◆ Material shown

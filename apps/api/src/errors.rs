use axum::{
    http::StatusCode,
    response::{IntoResponse, Response},
    Json,
};
use serde_json::json;
use thiserror::Error;

use crate::analysis::parser::ParseError;
use crate::llm_client::LlmError;

/// Client-facing message for every downstream failure. Never carries detail.
pub const ANALYSIS_FAILED_MESSAGE: &str = "Failed to analyze argument. Please try again later.";

/// Application-level error type.
/// Implements `IntoResponse` so Axum handlers can return `Result<T, AppError>`.
#[derive(Debug, Error)]
pub enum AppError {
    #[error("Validation error: {0}")]
    Validation(String),

    #[error("LLM error: {0}")]
    Llm(#[from] LlmError),

    #[error("Response parse error: {0}")]
    Parse(#[from] ParseError),
}

impl IntoResponse for AppError {
    fn into_response(self) -> Response {
        let (status, message) = match &self {
            AppError::Validation(msg) => (StatusCode::BAD_REQUEST, msg.clone()),
            AppError::Llm(e) => {
                tracing::error!("Error analyzing argument: LLM error: {e}");
                (
                    StatusCode::INTERNAL_SERVER_ERROR,
                    ANALYSIS_FAILED_MESSAGE.to_string(),
                )
            }
            AppError::Parse(e) => {
                tracing::error!("Error analyzing argument: {e}");
                (
                    StatusCode::INTERNAL_SERVER_ERROR,
                    ANALYSIS_FAILED_MESSAGE.to_string(),
                )
            }
        };

        (status, Json(json!({ "error": message }))).into_response()
    }
}
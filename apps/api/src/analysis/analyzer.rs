//! Argument analysis: orchestrates one analysis end to end.
//!
//! Flow: build_prompt → generation call → parse_analysis. Strictly sequential;
//! the generation call is the only suspension point.

use std::fmt;

use tracing::{debug, info, warn};

use crate::analysis::models::AnalysisResult;
use crate::analysis::parser::parse_analysis;
use crate::analysis::prompts::build_prompt;
use crate::errors::AppError;
use crate::llm_client::GenerationService;

/// Observable stages of one analysis request. `Done` and `Failed` are terminal.
#[derive(Debug, Clone, Copy, PartialEq, Eq)]
pub enum AnalysisStage {
    Validating,
    CallingModel,
    Done,
    Failed,
}

impl fmt::Display for AnalysisStage {
    fn fmt(&self, f: &mut fmt::Formatter<'_>) -> fmt::Result {
        let name = match self {
            AnalysisStage::Validating => "validating",
            AnalysisStage::CallingModel => "calling-model",
            AnalysisStage::Done => "done",
            AnalysisStage::Failed => "failed",
        };
        f.write_str(name)
    }
}

/// Runs the analysis pipeline for an already validated argument.
pub async fn analyze_argument(
    llm: &dyn GenerationService,
    argument: &str,
) -> Result<AnalysisResult, AppError> {
    let prompt = build_prompt(argument);

    debug!(
        stage = %AnalysisStage::CallingModel,
        argument_chars = argument.chars().count(),
        "Requesting analysis from generation service"
    );

    let outcome = match llm.generate(prompt.system, &prompt.user).await {
        Ok(raw) => parse_analysis(argument, &raw).map_err(AppError::from),
        Err(e) => Err(AppError::from(e)),
    };

    match &outcome {
        Ok(result) => info!(
            stage = %AnalysisStage::Done,
            weak_points = result.weak_points.len(),
            misconceptions = result.misconceptions.len(),
            reinforcements = result.reinforcements.len(),
            opposing_responses = result.opposing_responses.len(),
            "Analysis complete"
        ),
        Err(_) => warn!(stage = %AnalysisStage::Failed, "Analysis failed"),
    }

    outcome
}

#[cfg(test)]
mod tests {
    use super::*;
    use crate::llm_client::LlmError;
    use async_trait::async_trait;
    use std::sync::Mutex;

    /// Records the instructions it receives and replies with a canned completion.
    struct RecordingGenerator {
        reply: &'static str,
        seen: Mutex<Vec<(String, String)>>,
    }

    #[async_trait]
    impl GenerationService for RecordingGenerator {
        async fn generate(&self, system: &str, user: &str) -> Result<String, LlmError> {
            self.seen
                .lock()
                .unwrap()
                .push((system.to_string(), user.to_string()));
            Ok(self.reply.to_string())
        }
    }

    struct FailingGenerator;

    #[async_trait]
    impl GenerationService for FailingGenerator {
        async fn generate(&self, _system: &str, _user: &str) -> Result<String, LlmError> {
            Err(LlmError::Api {
                status: 500,
                message: "upstream exploded".to_string(),
            })
        }
    }

    #[test]
    fn test_stage_names() {
        assert_eq!(AnalysisStage::Validating.to_string(), "validating");
        assert_eq!(AnalysisStage::CallingModel.to_string(), "calling-model");
        assert_eq!(AnalysisStage::Done.to_string(), "done");
        assert_eq!(AnalysisStage::Failed.to_string(), "failed");
    }

    #[tokio::test]
    async fn test_sends_built_prompt_once_and_parses_reply() {
        let generator = RecordingGenerator {
            reply: r#"{"steelmanCounter": "X", "weakPoints": ["a"]}"#,
            seen: Mutex::new(Vec::new()),
        };

        let result = analyze_argument(&generator, "Cities should ban cars.")
            .await
            .unwrap();

        assert_eq!(result.original_argument, "Cities should ban cars.");
        assert_eq!(result.steelman_counter, "X");
        assert_eq!(result.weak_points, vec!["a".to_string()]);

        let seen = generator.seen.lock().unwrap();
        assert_eq!(seen.len(), 1);
        let expected = build_prompt("Cities should ban cars.");
        assert_eq!(seen[0].0, expected.system);
        assert_eq!(seen[0].1, expected.user);
    }

    #[tokio::test]
    async fn test_upstream_failure_maps_to_llm_error() {
        let err = analyze_argument(&FailingGenerator, "arg").await.unwrap_err();
        assert!(matches!(err, AppError::Llm(LlmError::Api { status: 500, .. })));
    }

    #[tokio::test]
    async fn test_unparseable_reply_maps_to_parse_error() {
        let generator = RecordingGenerator {
            reply: "not json",
            seen: Mutex::new(Vec::new()),
        };
        let err = analyze_argument(&generator, "arg").await.unwrap_err();
        assert!(matches!(err, AppError::Parse(_)));
    }
}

◆ Instructions for the task
Find how many lines in the data above include the string "self", and give that number alone.

◆ Your response
8